Neonates, infants, and toddlers under two years
Below age two, standardized age-band ranges reflect contemporary bedside norms more faithfully than extrapolating Cole or Motoyama downward. Typical teaching bands include the following starting points (always individualized):
| Age band | Uncuffed ID (mm) | Cuffed ID (mm) |
|---|---|---|
| Premature or very low weight infants | Often 2.5 to 3.0 | Often deferred or highly selective |
| Term newborn | Often 3.0 to 3.5 | Often near 3.0 when used |
| Infant under six months | Often near 3.5 | Often near 3.0 |
| Infant six to twelve months | Often 3.5 to 4.0 | Often 3.0 to 3.5 |
| Toddler one to two years | Often 4.0 to 4.5 | Often near 3.5 |
Cuffed tube use in neonates remains protocol-dependent; many teams prefer uncuffed tubes under roughly 3.5 kg, while others use cuffs routinely with strict pressure surveillance.
Rounding and equipment readiness
Commercial paediatric ETTs are stocked in 0.5 mm steps.
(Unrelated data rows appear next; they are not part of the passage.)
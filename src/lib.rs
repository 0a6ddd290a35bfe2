pub mod config;
pub mod db;
pub mod middleware;
pub mod models;
pub mod routes;
pub mod services;
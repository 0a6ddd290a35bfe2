use actix_web::{web, HttpResponse, Responder};
use chrono::Utc;
use serde::Deserialize;

use crate::config::AppConfig;
use crate::db::{
    mongo::Store,
    repository::{self, ListParams, StoreError},
};
use crate::middleware::auth_context::StaffMember;
use crate::models::{
    catalog::BankAccount,
    quote::{QuoteRequest, SavedQuote, StatusUpdate},
};
use crate::routes::{quote_error_response, store_error_response};
use crate::services::{legacy_notes, quote_service};

#[derive(Debug, Deserialize)]
pub struct LegacyNotesInput {
    pub notes: String,
}

async fn find_bank_account(store: &Store, id: Option<&str>) -> Result<Option<BankAccount>, StoreError> {
    match id {
        Some(id) => repository::get::<BankAccount>(store, id).await.map(Some),
        None => Ok(None),
    }
}

/*
    POST /api/quotes/calculate
    Prices the draft and renders both documents without saving anything.
*/
pub async fn calculate(
    config: web::Data<AppConfig>,
    store: web::Data<Store>,
    input: web::Json<QuoteRequest>,
) -> impl Responder {
    let request = input.into_inner();

    let bank_account = match find_bank_account(&store, request.bank_account_id.as_deref()).await {
        Ok(account) => account,
        Err(err) => return store_error_response(&err),
    };

    match quote_service::build_documents(
        &request.draft,
        &config.pricing,
        request.reference.as_deref().unwrap_or_default(),
        bank_account.as_ref(),
    ) {
        Ok(documents) => HttpResponse::Ok().json(documents),
        Err(err) => {
            log::debug!("Quote rejected: {}", err);
            quote_error_response(&err)
        }
    }
}

pub async fn create(
    config: web::Data<AppConfig>,
    store: web::Data<Store>,
    staff: StaffMember,
    input: web::Json<QuoteRequest>,
) -> impl Responder {
    let request = input.into_inner();

    let bank_account = match find_bank_account(&store, request.bank_account_id.as_deref()).await {
        Ok(account) => account,
        Err(err) => return store_error_response(&err),
    };

    let quote = match quote_service::new_saved_quote(
        request.draft,
        &config.pricing,
        Some(staff.email.clone()),
        bank_account.as_ref(),
    ) {
        Ok(quote) => quote,
        Err(err) => return quote_error_response(&err),
    };

    match repository::create(&store, quote).await {
        Ok(saved) => {
            log::info!("Quote {} saved by {}", saved.reference, staff.audit_name());
            HttpResponse::Created().json(saved)
        }
        Err(err) => store_error_response(&err),
    }
}

/*
    GET /api/quotes?status=sent
*/
pub async fn list(store: web::Data<Store>, params: web::Query<ListParams>) -> impl Responder {
    match repository::list::<SavedQuote>(&store, &params).await {
        Ok(quotes) => HttpResponse::Ok().json(quotes),
        Err(err) => store_error_response(&err),
    }
}

pub async fn get_by_id(store: web::Data<Store>, path: web::Path<String>) -> impl Responder {
    match repository::get::<SavedQuote>(&store, &path.into_inner()).await {
        Ok(quote) => HttpResponse::Ok().json(quote),
        Err(err) => store_error_response(&err),
    }
}

/*
    PUT /api/quotes/{id}
    Takes a whole new draft; the stored documents are re-rendered from it.
*/
pub async fn update(
    config: web::Data<AppConfig>,
    store: web::Data<Store>,
    staff: StaffMember,
    path: web::Path<String>,
    input: web::Json<QuoteRequest>,
) -> impl Responder {
    let id = path.into_inner();
    let request = input.into_inner();

    let mut quote = match repository::get::<SavedQuote>(&store, &id).await {
        Ok(quote) => quote,
        Err(err) => return store_error_response(&err),
    };

    let bank_account = match find_bank_account(&store, request.bank_account_id.as_deref()).await {
        Ok(account) => account,
        Err(err) => return store_error_response(&err),
    };

    if let Err(err) =
        quote_service::revise_quote(&mut quote, request.draft, &config.pricing, bank_account.as_ref())
    {
        return quote_error_response(&err);
    }

    match repository::replace(&store, &quote).await {
        Ok(()) => {
            log::info!("Quote {} revised by {}", quote.reference, staff.audit_name());
            HttpResponse::Ok().json(quote)
        }
        Err(err) => store_error_response(&err),
    }
}

pub async fn update_status(
    store: web::Data<Store>,
    staff: StaffMember,
    path: web::Path<String>,
    input: web::Json<StatusUpdate>,
) -> impl Responder {
    let mut quote = match repository::get::<SavedQuote>(&store, &path.into_inner()).await {
        Ok(quote) => quote,
        Err(err) => return store_error_response(&err),
    };

    quote.status = input.status;
    quote.updated_at = Some(Utc::now());

    match repository::replace(&store, &quote).await {
        Ok(()) => {
            log::info!(
                "Quote {} marked {} by {}",
                quote.reference,
                quote.status.as_str(),
                staff.audit_name()
            );
            HttpResponse::Ok().json(quote)
        }
        Err(err) => store_error_response(&err),
    }
}

pub async fn delete(
    store: web::Data<Store>,
    staff: StaffMember,
    path: web::Path<String>,
) -> impl Responder {
    let id = path.into_inner();
    match repository::delete::<SavedQuote>(&store, &id).await {
        Ok(()) => {
            log::info!("Quote {} deleted by {}", id, staff.audit_name());
            HttpResponse::NoContent().finish()
        }
        Err(err) => store_error_response(&err),
    }
}

/*
    POST /api/quotes/legacy
    Recovers hotels, tours and pax from an old notes field.
*/
pub async fn parse_legacy(input: web::Json<LegacyNotesInput>) -> impl Responder {
    HttpResponse::Ok().json(legacy_notes::parse_notes(&input.notes))
}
Rounding the computed millimetre estimate to the nearest 0.5 mm aligns the number with supply on the cart. Standard preparation includes the predicted size plus one half-size below and one half-size above, because first-pass fit should not exhaust the airway plan.
Emergency resuscitation and length-based systems
In urgent pediatric airway management, especially for patients under conventional Broselow-style weight breakpoints, length-based tape systems map colour zones to suggested tube sizes and equipment. These systems frequently outperform isolated age recall during stress and reduce cognitive load. When a Broselow or equivalent resource is available, it is reasonable to prefer it for initial equipment selection and use age-based formulas as a cross-check rather than the reverse.
After intubation: confirmation and initial stabilization
Placement verification blends waveform capnography, auscultation, and clinical correlation. Initial ventilation targets are age-dependent; teaching scripts often cite tidal volumes near 6 to 8 mL per kg with respiratory rates higher in younger children, fraction of inspired oxygen titrated after oxygenation assessment, head elevation when feasible, gastric decompression when clinically appropriate, and arterial or venous blood gas sampling within a clinically relevant window after establishing controlled ventilation.
Limitations inherent to any estimator
Age-only models omit weight, height, sex, syndromic diagnosis, subglottic stenosis, tracheomalacia, burns, cervical spine precautions, and baseline respiratory mechanics. Some centres teach variant cuffed sizing slopes such as adding 3 rather than 3.5 to age divided by four under specific patient subsets. Always reconcile calculator output with manufacturer charts, specialty consultation when available, and direct assessment of leak, pressures, and ventilation efficacy.